La Grecia di oggi è in una situazione peggiore di quella dell’Argentina del 2001, come mostra la tabella (1). Nel caso della Grecia abbiamo la condivisione effettiva della moneta con altri paesi, nel caso dell’Argentina avevamo un ancoraggio con il dollaro.
 
  Debito pubblico Deficit pubblico Deficit estero Valuta
Argentina 62 6,4 1,7 dollaro
Grecia 114 12,7 11,2 euro
  % Pil % Pil % Pil  

 

Per stabilizzare il debito la Grecia dovrebbe varare una correzione del bilancio pubblico nell’ordine del 13% – da un deficit prima di pagare gli interessi del 4% a un surplus del 9%. Un numero che non si è mai visto. Soprattutto in un contesto di crescita anemica e con tensioni sociali.

Dunque? Fino a oggi ha funzionato il sistema di finanziamento dei deficit greci: le banche commerciali comprano il debito pubblico dei paesi «cicala» come la Grecia e incassano il 6% di rendimento. Si indebitano con la Banca Centrale Europea all’1% dando in garanzia i titoli dei paesi «cicala», che la Banca Centrale accetta. Intanto che pagano l’1% come oneri passivi, incassano il 6% come interessi attivi.

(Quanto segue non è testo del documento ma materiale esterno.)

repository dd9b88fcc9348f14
use std::collections::VecDeque;

use crate::ax::probe::AttributeProbe;

/// Default depth bound for `descendants`.
pub const DEFAULT_MAX_DEPTH: usize = 6;

/// Bounded traversal over a foreign element graph.
///
/// Some hosts expose trees that fan out without end (popovers, nested
/// groups), so every walk is capped by depth.
pub struct TreeWalker<'a, P: AttributeProbe> {
    probe: &'a P,
}

impl<'a, P: AttributeProbe> TreeWalker<'a, P> {
    pub fn new(probe: &'a P) -> Self {
        Self { probe }
    }

    /// Breadth-first descendants of `root` down to `max_depth` levels
    /// (direct children are depth 1). Level order; siblings keep the order
    /// the platform returned them in. `root` itself is not included.
    pub fn descendants(&self, root: &P::Element, max_depth: usize) -> Vec<P::Element> {
        let mut found = Vec::new();
        let mut queue: VecDeque<(P::Element, usize)> = VecDeque::new();
        queue.push_back((root.clone(), 0));

        while let Some((element, depth)) = queue.pop_front() {
            if depth >= max_depth {
                continue;
            }

            for child in self.children(&element) {
                found.push(child.clone());
                queue.push_back((child, depth + 1));
            }
        }

        found
    }

    /// Single-level expansion. Missing children read as empty.
    pub fn children(&self, element: &P::Element) -> Vec<P::Element> {
        self.probe.children(element).unwrap_or_default()
    }

    /// Up to `levels` ancestors of `element`, nearest first.
    pub fn ancestors(&self, element: &P::Element, levels: usize) -> Vec<P::Element> {
        let mut chain = Vec::with_capacity(levels);
        let mut current = element.clone();

        for _ in 0..levels {
            match self.probe.parent(&current) {
                Some(parent) => {
                    chain.push(parent.clone());
                    current = parent;
                }
                None => break,
            }
        }

        chain
    }
}
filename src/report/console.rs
use uuid::Uuid;

use crate::menubar::extra_model::DiscoveredExtra;
use crate::state::reconcile::ReconcileReport;
use crate::state::state_model::{ManagedItem, PersistedState};

// ============================================================================
// Console reporter: formatted terminal output
// ============================================================================

/// Format one scan's results.
///
/// ```text
/// === Scan: 2 menu-bar extras ===
///
/// ✓ Dropbox             pid 412   com.getdropbox.dropbox.status
/// · Wi-Fi               pid 88    AXMenuBarItem::wi-fi
/// ```
///
/// `✓` marks extras whose visibility can be changed.
pub fn format_scan(extras: &[DiscoveredExtra]) -> String {
    let mut out = format!("=== Scan: {} menu-bar extras ===\n\n", extras.len());

    for extra in extras {
        let marker = if extra.can_toggle_visibility { "\u{2713}" } else { "\u{b7}" };
        out.push_str(&format!(
            "{} {:<24} pid {:<7} {}\n",
            marker, extra.title, extra.owning_process_id, extra.stable_identifier
        ));
    }

    out
}

/// Format the catalog the way the status menu lays it out: every group
/// with its items, then ungrouped items.
pub fn format_catalog(state: &PersistedState) -> String {
    let mut out = String::new();

    let master = if state.preferences.shows_managed_items { "shown" } else { "hidden" };
    out.push_str(&format!("=== Managed items ({}) ===\n", master));

    for group in &state.groups {
        out.push_str(&format!("\n[{}]\n", group.title));
        let members: Vec<&ManagedItem> = state
            .items
            .iter()
            .filter(|i| i.group_id == Some(group.id))
            .collect();
        if members.is_empty() {
            out.push_str("  No items\n");
        }
        for item in members {
            out.push_str(&format_item(item));
        }
    }

    let ungrouped: Vec<&ManagedItem> = state.items.iter().filter(|i| i.group_id.is_none()).collect();
    if !ungrouped.is_empty() {
        out.push('\n');
        for item in ungrouped {
            out.push_str(&format_item(item));
        }
    }

    out
}

fn format_item(item: &ManagedItem) -> String {
    let check = if item.is_visible { "[x]" } else { "[ ]" };
    let kind = match (item.owning_process_id, item.can_toggle_system_visibility) {
        (None, _) => "placeholder".to_string(),
        (Some(pid), true) => format!("pid {pid}"),
        (Some(pid), false) => format!("pid {pid}, not controllable"),
    };
    format!("  {} {} ({}) {}\n", check, item.title, kind, short_id(item.id))
}

pub fn format_reconcile(report: &ReconcileReport, changed: bool) -> String {
    let mut out = format!(
        "=== Merged: {} new, {} refreshed, {} stale ===\n",
        report.inserted.len(),
        report.refreshed.len(),
        report.stale.len()
    );
    if !changed {
        out.push_str("(menu bar unchanged since last scan)\n");
    }
    out
}

/// First block of a uuid, enough to address an item from the CLI.
pub fn short_id(id: Uuid) -> String {
    id.to_string().chars().take(8).collect()
}
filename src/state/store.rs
use std::fs;
use std::path::{Path, PathBuf};

use uuid::Uuid;

use crate::error::SteinError;
use crate::menubar::extra_model::DiscoveredExtra;
use crate::state::normalize::catalog_fingerprint;
use crate::state::reconcile::{ReconcileReport, reconcile};
use crate::state::state_model::{ItemGroup, ManagedItem, PersistedState};

/// Owns the persisted catalog and preferences. Every mutating call is
/// written through to disk before it returns.
pub struct AppStateStore {
    path: PathBuf,
    state: PersistedState,
}

impl AppStateStore {
    /// `<data dir>/Stein/state.json`.
    pub fn default_path() -> PathBuf {
        dirs::data_dir()
            .unwrap_or_else(|| PathBuf::from("."))
            .join("Stein")
            .join("state.json")
    }

    /// Load the state at `path`. A missing file starts (and writes) the
    /// initial state; a malformed one is moved aside to `state.json.bak`
    /// and the store starts fresh.
    pub fn open(path: &Path) -> Result<Self, SteinError> {
        let mut store = Self {
            path: path.to_path_buf(),
            state: PersistedState::default(),
        };

        match fs::read_to_string(path) {
            Ok(content) => match serde_json::from_str(&content) {
                Ok(state) => store.state = state,
                Err(e) => {
                    let backup = path.with_extension("json.bak");
                    log::warn!("malformed state file {}: {}; moving it to {}", path.display(), e, backup.display());
                    fs::rename(path, &backup).map_err(|source| SteinError::Io { path: backup, source })?;
                }
            },
            Err(e) if e.kind() == std::io::ErrorKind::NotFound => {
                log::info!("creating state file {}", path.display());
                store.save()?;
            }
            Err(source) => {
                return Err(SteinError::Io {
                    path: path.to_path_buf(),
                    source,
                });
            }
        }

        Ok(store)
    }

    pub fn path(&self) -> &Path {
        &self.path
    }

    pub fn state(&self) -> &PersistedState {
        &self.state
    }

    pub fn item(&self, id: Uuid) -> Option<&ManagedItem> {
        self.state.items.iter().find(|i| i.id == id)
    }

    /// Resolve a full id or an unambiguous id prefix.
    pub fn resolve_item(&self, query: &str) -> Result<Uuid, SteinError> {
        if let Ok(id) = Uuid::parse_str(query) {
            return self.item(id).map(|i| i.id).ok_or_else(|| SteinError::ItemNotFound(query.into()));
        }

        let needle = query.to_lowercase();
        let mut hits = self
            .state
            .items
            .iter()
            .filter(|i| !needle.is_empty() && i.id.to_string().starts_with(&needle));

        match (hits.next(), hits.next()) {
            (Some(item), None) => Ok(item.id),
            (Some(_), Some(_)) => Err(SteinError::AmbiguousItem(query.into())),
            _ => Err(SteinError::ItemNotFound(query.into())),
        }
    }

    /// Resolve a group by id or case-insensitive title.
    pub fn resolve_group(&self, query: &str) -> Result<Uuid, SteinError> {
        self.state
            .groups
            .iter()
            .find(|g| g.id.to_string() == query || g.title.eq_ignore_ascii_case(query))
            .map(|g| g.id)
            .ok_or_else(|| SteinError::GroupNotFound(query.into()))
    }

    fn save(&self) -> Result<(), SteinError> {
        if let Some(parent) = self.path.parent() {
            fs::create_dir_all(parent).map_err(|source| SteinError::Io {
                path: parent.to_path_buf(),
                source,
            })?;
        }

        let json = serde_json::to_string_pretty(&self.state).map_err(|source| SteinError::Json {
            context: "state".into(),
            source,
        })?;

        // Write-then-rename so a crash never leaves a truncated file.
        let temp = self.path.with_extension("json.tmp");
        fs::write(&temp, json).map_err(|source| SteinError::Io {
            path: temp.clone(),
            source,
        })?;
        fs::rename(&temp, &self.path).map_err(|source| SteinError::Io {
            path: self.path.clone(),
            source,
        })
    }

    fn update<T>(&mut self, f: impl FnOnce(&mut PersistedState) -> T) -> Result<T, SteinError> {
        let out = f(&mut self.state);
        self.save()?;
        Ok(out)
    }

    fn update_item(&mut self, id: Uuid, f: impl FnOnce(&mut ManagedItem)) -> Result<(), SteinError> {
        let Some(index) = self.state.items.iter().position(|i| i.id == id) else {
            return Err(SteinError::ItemNotFound(id.to_string()));
        };
        self.update(|state| f(&mut state.items[index]))
    }

    // ---- Operations ----

    /// Flip the global switch and align every item's intent with it.
    /// Returns the new value.
    pub fn toggle_all_managed_items(&mut self) -> Result<bool, SteinError> {
        self.update(|state| {
            state.preferences.shows_managed_items = !state.preferences.shows_managed_items;
            let show = state.preferences.shows_managed_items;
            for item in &mut state.items {
                item.is_visible = show;
            }
            show
        })
    }

    pub fn set_menu_bar_symbol(&mut self, symbol: &str) -> Result<(), SteinError> {
        self.update(|state| state.preferences.menu_bar_symbol_name = symbol.to_string())
    }

    pub fn set_hide_new_items_by_default(&mut self, value: bool) -> Result<(), SteinError> {
        self.update(|state| state.preferences.hide_new_items_by_default = value)
    }

    pub fn set_visibility(&mut self, id: Uuid, visible: bool) -> Result<(), SteinError> {
        self.update_item(id, |item| item.is_visible = visible)
    }

    pub fn assign(&mut self, id: Uuid, group_id: Option<Uuid>) -> Result<(), SteinError> {
        if let Some(group) = group_id {
            if !self.state.groups.iter().any(|g| g.id == group) {
                return Err(SteinError::GroupNotFound(group.to_string()));
            }
        }
        self.update_item(id, |item| item.group_id = group_id)
    }

    /// Add a placeholder item, visible unless new items start hidden.
    pub fn add_item(&mut self, title: &str) -> Result<Uuid, SteinError> {
        self.update(|state| {
            let item = ManagedItem::placeholder(title, !state.preferences.hide_new_items_by_default);
            let id = item.id;
            state.items.push(item);
            id
        })
    }

    pub fn add_group(&mut self, title: &str, symbol_name: Option<&str>) -> Result<Uuid, SteinError> {
        self.update(|state| {
            let group = ItemGroup::new(title, symbol_name);
            let id = group.id;
            state.groups.push(group);
            id
        })
    }

    /// Mark an item as no longer controllable after a failed change.
    /// Its visibility intent is kept.
    pub fn demote(&mut self, id: Uuid) -> Result<(), SteinError> {
        self.update_item(id, |item| {
            item.can_toggle_system_visibility = false;
            item.demoted = true;
        })
    }

    /// Reconcile a scan into the catalog and remember its fingerprint.
    /// The second value is false when the scan matches the previous one.
    pub fn merge_scan(&mut self, extras: &[DiscoveredExtra]) -> Result<(ReconcileReport, bool), SteinError> {
        let fingerprint = catalog_fingerprint(extras);
        self.update(|state| {
            let changed = state.last_scan_fingerprint.as_deref() != Some(fingerprint.as_str());
            let hide_new = state.preferences.hide_new_items_by_default;
            let report = reconcile(&mut state.items, extras, hide_new);
            state.last_scan_fingerprint = Some(fingerprint);
            (report, changed)
        })
    }
}
use clap::Parser;
use stein::cli::commands::execute;
use stein::cli::config::{Cli, load_config, log_level};

fn main() -> Result<(), Box<dyn std::error::Error>> {
    let cli = Cli::parse();

    env_logger::Builder::new()
        .filter_level(log_level(cli.verbose))
        .parse_default_env()
        .init();

    let config = load_config(cli.config.as_deref());
    let output = execute(&cli, &config)?;
    print!("{}", output);

    Ok(())
}
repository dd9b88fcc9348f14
use serde::{Deserialize, Serialize};

use crate::ax::attribute::ProcessId;

/// A menu-bar extra found by one scan. Produced fresh on every scan and
/// handed to the caller, which owns persistence.
#[derive(Debug, Clone, PartialEq, Eq, Serialize, Deserialize)]
pub struct DiscoveredExtra {
    /// Never empty; falls back to a synthesized label.
    pub title: String,

    /// Owner of the underlying element; never 0.
    pub owning_process_id: ProcessId,

    /// Key used to find the same element again on a later scan.
    pub stable_identifier: String,

    /// At least one mutation strategy is expected to work.
    pub can_toggle_visibility: bool,
}

/// Result of a visibility change attempt.
#[derive(Debug, Clone, Copy, PartialEq, Eq)]
pub struct MutationOutcome {
    /// The read-back after the write matched the requested state.
    pub verified: bool,

    /// Name of the strategy that verified, if any.
    pub strategy: Option<&'static str>,
}

impl MutationOutcome {
    pub fn failed() -> Self {
        Self {
            verified: false,
            strategy: None,
        }
    }

    pub fn verified_by(strategy: &'static str) -> Self {
        Self {
            verified: true,
            strategy: Some(strategy),
        }
    }
}
pub mod console;
pub mod normalize;
pub mod reconcile;
pub mod state_model;
pub mod store;
pub mod sync;
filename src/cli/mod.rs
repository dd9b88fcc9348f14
pub mod commands;
pub mod config;
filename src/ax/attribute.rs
use serde::{Deserialize, Serialize};

pub type ProcessId = i32;

// Attribute names as the platform accessibility API spells them.
pub const ROLE: &str = "AXRole";
pub const SUBROLE: &str = "AXSubrole";
pub const IDENTIFIER: &str = "AXIdentifier";
pub const TITLE: &str = "AXTitle";
pub const DESCRIPTION: &str = "AXDescription";
pub const HELP: &str = "AXHelp";
pub const HIDDEN: &str = "AXHidden";
pub const VALUE: &str = "AXValue";
pub const CHILDREN: &str = "AXChildren";
pub const PARENT: &str = "AXParent";
pub const MENU_BAR: &str = "AXMenuBar";
pub const EXTRAS_MENU_BAR: &str = "AXExtrasMenuBar";

/// Label-bearing attributes, in the order a title is derived from them.
pub const LABEL_ATTRIBUTES: [&str; 3] = [TITLE, DESCRIPTION, HELP];

/// A decoded attribute value read from a foreign element.
#[derive(Debug, Clone, PartialEq)]
pub enum AttrValue<E> {
    Text(String),
    Bool(bool),
    Number(f64),
    Element(E),
    Elements(Vec<E>),
}

impl<E> AttrValue<E> {
    pub fn as_text(&self) -> Option<&str> {
        match self {
            AttrValue::Text(s) => Some(s),
            _ => None,
        }
    }

    /// Booleans arrive either natively or as numbers (0 / non-zero).
    pub fn as_bool(&self) -> Option<bool> {
        match self {
            AttrValue::Bool(b) => Some(*b),
            AttrValue::Number(n) => Some(*n != 0.0),
            _ => None,
        }
    }

    pub fn into_element(self) -> Option<E> {
        match self {
            AttrValue::Element(e) => Some(e),
            _ => None,
        }
    }

    pub fn into_elements(self) -> Option<Vec<E>> {
        match self {
            AttrValue::Elements(v) => Some(v),
            _ => None,
        }
    }
}

/// Scalar attribute value as written in fixture files.
#[derive(Debug, Clone, PartialEq, Serialize, Deserialize)]
#[serde(untagged)]
pub enum ScalarValue {
    Bool(bool),
    Number(f64),
    Text(String),
}

impl<E> From<&ScalarValue> for AttrValue<E> {
    fn from(value: &ScalarValue) -> Self {
        match value {
            ScalarValue::Bool(b) => AttrValue::Bool(*b),
            ScalarValue::Number(n) => AttrValue::Number(*n),
            ScalarValue::Text(s) => AttrValue::Text(s.clone()),
        }
    }
}

impl From<bool> for ScalarValue {
    fn from(value: bool) -> Self {
        ScalarValue::Bool(value)
    }
}

impl From<f64> for ScalarValue {
    fn from(value: f64) -> Self {
        ScalarValue::Number(value)
    }
}

impl From<&str> for ScalarValue {
    fn from(value: &str) -> Self {
        ScalarValue::Text(value.to_string())
    }
}
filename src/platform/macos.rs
//! Live backend over the macOS Accessibility API and NSWorkspace.
//!
//! Elements are retained `AXUIElementRef`s wrapped in `CFType`; equality is
//! `CFEqual`, which is how the platform identifies the same element across
//! separate copies.

use std::ffi::CStr;
use std::fmt;
use std::os::raw::c_char;
use std::ptr;

use accessibility_sys::{
    AXIsProcessTrusted, AXIsProcessTrustedWithOptions, AXUIElementCopyAttributeValue,
    AXUIElementCreateApplication, AXUIElementGetPid, AXUIElementGetTypeID,
    AXUIElementIsAttributeSettable, AXUIElementRef, AXUIElementSetAttributeValue, kAXErrorSuccess,
    kAXTrustedCheckOptionPrompt,
};
use core_foundation::base::{CFType, TCFType};
use core_foundation::boolean::CFBoolean;
use core_foundation::dictionary::CFDictionary;
use core_foundation::number::CFNumber;
use core_foundation::string::CFString;
use core_foundation_sys::array::{CFArrayGetCount, CFArrayGetTypeID, CFArrayGetValueAtIndex, CFArrayRef};
use core_foundation_sys::base::{Boolean, CFEqual, CFGetTypeID, CFTypeRef};
use core_foundation_sys::number::CFNumberRef;
use core_foundation_sys::string::CFStringRef;
use objc::runtime::{BOOL, NO, Object};
use objc::{class, msg_send, sel, sel_impl};

use crate::ax::attribute::{AttrValue, ProcessId};
use crate::ax::probe::AttributeProbe;
use crate::platform::process::{ActivationPolicy, PermissionOracle, ProcessRegistry, RunningProcess};

/// A retained accessibility element.
#[derive(Clone)]
pub struct AxElement(CFType);

impl AxElement {
    fn as_ax(&self) -> AXUIElementRef {
        self.0.as_CFTypeRef() as AXUIElementRef
    }
}

impl PartialEq for AxElement {
    fn eq(&self, other: &Self) -> bool {
        unsafe { CFEqual(self.0.as_CFTypeRef(), other.0.as_CFTypeRef()) != 0 }
    }
}

impl fmt::Debug for AxElement {
    fn fmt(&self, f: &mut fmt::Formatter<'_>) -> fmt::Result {
        write!(f, "AxElement({:p})", self.0.as_CFTypeRef())
    }
}

#[derive(Debug, Default)]
pub struct MacDesktop;

impl MacDesktop {
    pub fn new() -> Self {
        Self
    }
}

impl AttributeProbe for MacDesktop {
    type Element = AxElement;

    fn application(&self, pid: ProcessId) -> Option<AxElement> {
        let raw = unsafe { AXUIElementCreateApplication(pid) };
        if raw.is_null() {
            return None;
        }
        Some(AxElement(unsafe { CFType::wrap_under_create_rule(raw as CFTypeRef) }))
    }

    fn copy_attribute(&self, element: &AxElement, key: &str) -> Option<AttrValue<AxElement>> {
        let name = CFString::new(key);
        let mut value: CFTypeRef = ptr::null();
        let err = unsafe { AXUIElementCopyAttributeValue(element.as_ax(), name.as_concrete_TypeRef(), &mut value) };
        if err != kAXErrorSuccess || value.is_null() {
            return None;
        }
        decode(unsafe { CFType::wrap_under_create_rule(value) })
    }

    fn is_settable(&self, element: &AxElement, key: &str) -> bool {
        let name = CFString::new(key);
        let mut settable: Boolean = 0;
        let err = unsafe { AXUIElementIsAttributeSettable(element.as_ax(), name.as_concrete_TypeRef(), &mut settable) };
        err == kAXErrorSuccess && settable != 0
    }

    fn write_bool(&self, element: &AxElement, key: &str, value: bool) -> bool {
        let name = CFString::new(key);
        let flag = if value { CFBoolean::true_value() } else { CFBoolean::false_value() };
        let err = unsafe { AXUIElementSetAttributeValue(element.as_ax(), name.as_concrete_TypeRef(), flag.as_CFTypeRef()) };
        if err != kAXErrorSuccess {
            log::debug!("AXUIElementSetAttributeValue({}) failed with {}", key, err);
        }
        err == kAXErrorSuccess
    }

    fn owning_process(&self, element: &AxElement) -> ProcessId {
        let mut pid = 0;
        let err = unsafe { AXUIElementGetPid(element.as_ax(), &mut pid) };
        if err == kAXErrorSuccess { pid } else { 0 }
    }
}

fn decode(value: CFType) -> Option<AttrValue<AxElement>> {
    let type_id = value.type_of();
    let raw = value.as_CFTypeRef();

    if type_id == CFString::type_id() {
        let s = unsafe { CFString::wrap_under_get_rule(raw as CFStringRef) };
        return Some(AttrValue::Text(s.to_string()));
    }
    if type_id == CFBoolean::type_id() {
        return Some(AttrValue::Bool(raw == CFBoolean::true_value().as_CFTypeRef()));
    }
    if type_id == CFNumber::type_id() {
        let n = unsafe { CFNumber::wrap_under_get_rule(raw as CFNumberRef) };
        return n.to_f64().map(AttrValue::Number);
    }
    if type_id == unsafe { AXUIElementGetTypeID() } {
        return Some(AttrValue::Element(AxElement(value)));
    }
    if type_id == unsafe { CFArrayGetTypeID() } {
        let array = raw as CFArrayRef;
        let element_type = unsafe { AXUIElementGetTypeID() };
        let count = unsafe { CFArrayGetCount(array) };
        let mut elements = Vec::with_capacity(count.max(0) as usize);
        for i in 0..count {
            let item = unsafe { CFArrayGetValueAtIndex(array, i) };
            if !item.is_null() && unsafe { CFGetTypeID(item) } == element_type {
                elements.push(AxElement(unsafe { CFType::wrap_under_get_rule(item) }));
            }
        }
        return Some(AttrValue::Elements(elements));
    }

    None
}

impl PermissionOracle for MacDesktop {
    fn permission_granted(&self) -> bool {
        unsafe { AXIsProcessTrusted() }
    }

    fn request_permission_prompt(&self) {
        let key = unsafe { CFString::wrap_under_get_rule(kAXTrustedCheckOptionPrompt) };
        let options = CFDictionary::from_CFType_pairs(&[(key, CFBoolean::true_value())]);
        let _ = unsafe { AXIsProcessTrustedWithOptions(options.as_concrete_TypeRef()) };
    }
}

impl ProcessRegistry for MacDesktop {
    fn running_processes(&self) -> Vec<RunningProcess> {
        let mut processes = Vec::new();

        unsafe {
            let workspace: *mut Object = msg_send![class!(NSWorkspace), sharedWorkspace];
            if workspace.is_null() {
                log::warn!("NSWorkspace unavailable");
                return processes;
            }

            let running: *mut Object = msg_send![workspace, runningApplications];
            if running.is_null() {
                return processes;
            }

            let count: usize = msg_send![running, count];
            for i in 0..count {
                let app: *mut Object = msg_send![running, objectAtIndex: i];
                if app.is_null() {
                    continue;
                }

                let pid: i32 = msg_send![app, processIdentifier];
                let bundle_id: *mut Object = msg_send![app, bundleIdentifier];
                let name: *mut Object = msg_send![app, localizedName];
                let policy: isize = msg_send![app, activationPolicy];

                processes.push(RunningProcess {
                    pid,
                    bundle_id: ns_string(bundle_id),
                    name: ns_string(name),
                    activation_policy: match policy {
                        0 => ActivationPolicy::Regular,
                        1 => ActivationPolicy::Accessory,
                        _ => ActivationPolicy::Prohibited,
                    },
                    ui_element_only: declares_ui_element(app),
                });
            }
        }

        processes
    }

    fn current_pid(&self) -> ProcessId {
        std::process::id() as ProcessId
    }
}

unsafe fn ns_string(obj: *mut Object) -> Option<String> {
    if obj.is_null() {
        return None;
    }
    let c_str: *const c_char = unsafe { msg_send![obj, UTF8String] };
    if c_str.is_null() {
        return None;
    }
    Some(unsafe { CStr::from_ptr(c_str) }.to_string_lossy().into_owned())
}

/// `LSUIElement` from the application's Info.plist.
unsafe fn declares_ui_element(app: *mut Object) -> bool {
    unsafe {
        let url: *mut Object = msg_send![app, bundleURL];
        if url.is_null() {
            return false;
        }
        let bundle: *mut Object = msg_send![class!(NSBundle), bundleWithURL: url];
        if bundle.is_null() {
            return false;
        }
        let key: *mut Object = msg_send![class!(NSString), stringWithUTF8String: c"LSUIElement".as_ptr()];
        let value: *mut Object = msg_send![bundle, objectForInfoDictionaryKey: key];
        if value.is_null() {
            return false;
        }
        let responds: BOOL = msg_send![value, respondsToSelector: sel!(boolValue)];
        if responds == NO {
            return false;
        }
        let flag: BOOL = msg_send![value, boolValue];
        flag != NO
    }
}
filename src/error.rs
use std::path::PathBuf;

use thiserror::Error;

/// Errors from the layers around the engine: configuration, the state
/// store, fixture loading and the CLI. The engine itself reports failure
/// through `false` and empty results, never through this type.
#[derive(Debug, Error)]
pub enum SteinError {
    #[error("I/O error on {}: {source}", path.display())]
    Io {
        path: PathBuf,
        #[source]
        source: std::io::Error,
    },

    #[error("JSON error ({context}): {source}")]
    Json {
        context: String,
        #[source]
        source: serde_json::Error,
    },

    #[error("YAML error ({context}): {source}")]
    Yaml {
        context: String,
        #[source]
        source: serde_yaml::Error,
    },

    #[error("no managed item matches '{0}'")]
    ItemNotFound(String),

    #[error("'{0}' matches more than one managed item")]
    AmbiguousItem(String),

    #[error("no group matches '{0}'")]
    GroupNotFound(String),

    /// No live accessibility backend on this platform and no fixture given.
    #[error("no accessibility backend available on this platform; pass --fixture <FILE>")]
    NoBackend,
}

Possono, volendo, comprare ancora i titoli dei paesi «cicala», e via così. Questa «catena di Sant’Antonio» – per i colti, questo «schema Ponzi» – giustamente preoccupa. Si noti che non giocano a catena solo le banche commerciali greche, ma anche le altre.

Come riportare sotto controllo la vicenda? Una soluzione è che i paesi europei emettano del debito a lungo termine a rendimenti inferiori a quelli greci – i rendimenti medi europei sono al 4%, quelli greci al 6,5% – e prestino alla Grecia il controvalore agli stessi rendimenti. In questo modo la Grecia, pagando meno il debito, si risana più facilmente. Resta da vedere quale certezza si possa avere che la Grecia renda senza problemi il prestito, che altrimenti rimarrebbe sulle spalle degli altri paesi. Se la certezza fosse modesta, allora si tornerebbe ai rendimenti di mercato – il debito greco è, come detto prima, sottoscritto al 6,5%. Soluzione che sembra poco praticabile. L’altra soluzione è un intervento del Fondo Monetario Internazionale, il quale non può non chiedere al governo greco di prendere delle decisioni pesanti.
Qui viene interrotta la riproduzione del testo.